When the login details matched, the hackers could access O2 customer data in a process known as “credential stuffing”.
O2 says it has reported the case to police, and is helping the inquiry.
It is highly likely that this technique will have been used to log onto other companies’ accounts too.
‘Nothing is foolproof’
The data for sale included users’ phone numbers, emails, passwords and dates of birth.
It was shown to the BBC by an ethical hacker, Mike Godfrey from Insinia Security, who found the information listed for sale on a dark net market. The dark net is a part of the internet that is only visible to people using specialist web browsers, and is often used for illegal activity.
BBC reporters purchased a small sample of customer details from the seller to investigate further and contacted O2. Together, the investigating teams believed it was the result of credential stuffing.
This is where a criminal uses a piece of software to repeatedly attempt to gain access to customers’ accounts by using the login details it has obtained from elsewhere – in this case, a November 2013 attack on gaming website XSplit. When successful, a customer’s details can be retrieved and sold.
Computer security expert Graham Cluley said that when customer details are stolen from a website “one of the first things the criminals will try to do is see if any stolen passwords might unlock other sites online – potentially spilling more secrets about us, and opening us up to fraud and identity theft”.
All the O2 account holders whose details the BBC has seen have been informed, with many saying they had used the same login for other online accounts.
Hasnain Shaw, from Chester, was one of the people whose details we obtained. His data had already been used elsewhere to access more accounts.
“I was away from home when eBay contacted me to say there was some suspicious activity on my account. I checked and it looked like there were cars for sale on my account.

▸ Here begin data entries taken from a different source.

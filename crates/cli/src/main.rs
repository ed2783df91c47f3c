//! Triage - interactive waiting-room shell
//!
//! Reads commands from stdin, drives the core Registry and renders results.

mod logging;
mod render;
mod shell;

use anyhow::{Context, Result};
use clap::Parser;
use logging::LogFormat;
use shell::{Shell, ShellOptions};
use std::io;
use std::path::PathBuf;
use std::sync::Arc;
use tracing::info;
use triage_core::config::{DEFAULT_CAPACITY, DEFAULT_CATEGORY_COUNT};
use triage_core::port::id_provider::UuidTicketProvider;
use triage_core::port::time_provider::SystemTimeProvider;
use triage_core::{Registry, RegistryConfig};

#[derive(Parser)]
#[command(name = "triage")]
#[command(about = "Per-specialization patient queues with urgent/regular triage", long_about = None)]
#[command(version)]
struct Cli {
    /// Number of specializations
    #[arg(long, env = "TRIAGE_CATEGORIES", default_value_t = DEFAULT_CATEGORY_COUNT)]
    categories: usize,

    /// Maximum waiting patients per specialization
    #[arg(long, env = "TRIAGE_CAPACITY", default_value_t = DEFAULT_CAPACITY)]
    capacity: usize,

    /// Print listings and statistics as JSON
    #[arg(long, env = "TRIAGE_JSON")]
    json: bool,

    /// Write logs to a daily rolling file in this directory
    #[arg(long, env = "TRIAGE_LOG_DIR")]
    log_dir: Option<PathBuf>,

    /// Log record format
    #[arg(long, env = "TRIAGE_LOG_FORMAT", value_enum, default_value_t = LogFormat::Pretty)]
    log_format: LogFormat,
}

fn main() -> Result<()> {
    let cli = Cli::parse();

    // Keep the guard alive so buffered log lines are flushed on exit
    let _log_guard = logging::init_logging(cli.log_format, cli.log_dir.as_deref())?;

    info!("Triage v{} starting...", triage_core::VERSION);

    let config = RegistryConfig::new(cli.categories, cli.capacity);
    let registry = Registry::new(config, Arc::new(SystemTimeProvider), Arc::new(UuidTicketProvider))
        .context("Invalid registry configuration")?;

    let stdin = io::stdin();
    let stdout = io::stdout();
    let mut shell = Shell::new(
        stdin.lock(),
        stdout.lock(),
        registry,
        ShellOptions { json: cli.json },
    );
    shell.run()?;

    info!(
        still_waiting = shell.registry().total_waiting(),
        "Session ended"
    );

    Ok(())
}
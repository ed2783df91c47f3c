// Registry Configuration

use crate::error::{AppError, Result};
use serde::{Deserialize, Serialize};

/// Default number of categories
pub const DEFAULT_CATEGORY_COUNT: usize = 20;

/// Default per-category capacity (urgent + regular)
pub const DEFAULT_CAPACITY: usize = 5;

/// Construction parameters, fixed for the lifetime of a Registry
#[derive(Debug, Clone, Copy, PartialEq, Eq, Serialize, Deserialize)]
pub struct RegistryConfig {
    pub category_count: usize,
    pub capacity: usize,
}

impl Default for RegistryConfig {
    fn default() -> Self {
        Self {
            category_count: DEFAULT_CATEGORY_COUNT,
            capacity: DEFAULT_CAPACITY,
        }
    }
}

impl RegistryConfig {
    pub fn new(category_count: usize, capacity: usize) -> Self {
        Self {
            category_count,
            capacity,
        }
    }

    /// Both parameters must be positive
    pub fn validate(&self) -> Result<()> {
        if self.category_count == 0 {
            return Err(AppError::Config(
                "category count must be at least 1".to_string(),
            ));
        }
        if self.capacity == 0 {
            return Err(AppError::Config(
                "per-category capacity must be at least 1".to_string(),
            ));
        }
        Ok(())
    }
}
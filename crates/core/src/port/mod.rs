// Port Layer - Interfaces for external dependencies

pub mod id_provider; // For deterministic testing
pub mod time_provider;

// Re-exports
pub use id_provider::IdProvider;
pub use time_provider::TimeProvider;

“Four weeks ago, I got a similar email from Gumtree. It looked like the same people had got access to that account because it was the same cars being advertised.”
He said he had used the same email address and password for both these accounts and the one with O2, but has since changed them. Before this happened he had considered himself secure online and internet-savvy.
“I am considering using a password manager and two-step authentication, although nothing is foolproof,” he added.
O2 said in a statement: “We have not suffered a data breach. Credential stuffing is a challenge for businesses and can result in many company’s customer data being sold on the dark net.
“We have reported all the details passed to us about the seller to law enforcement and we continue to help with their investigations.”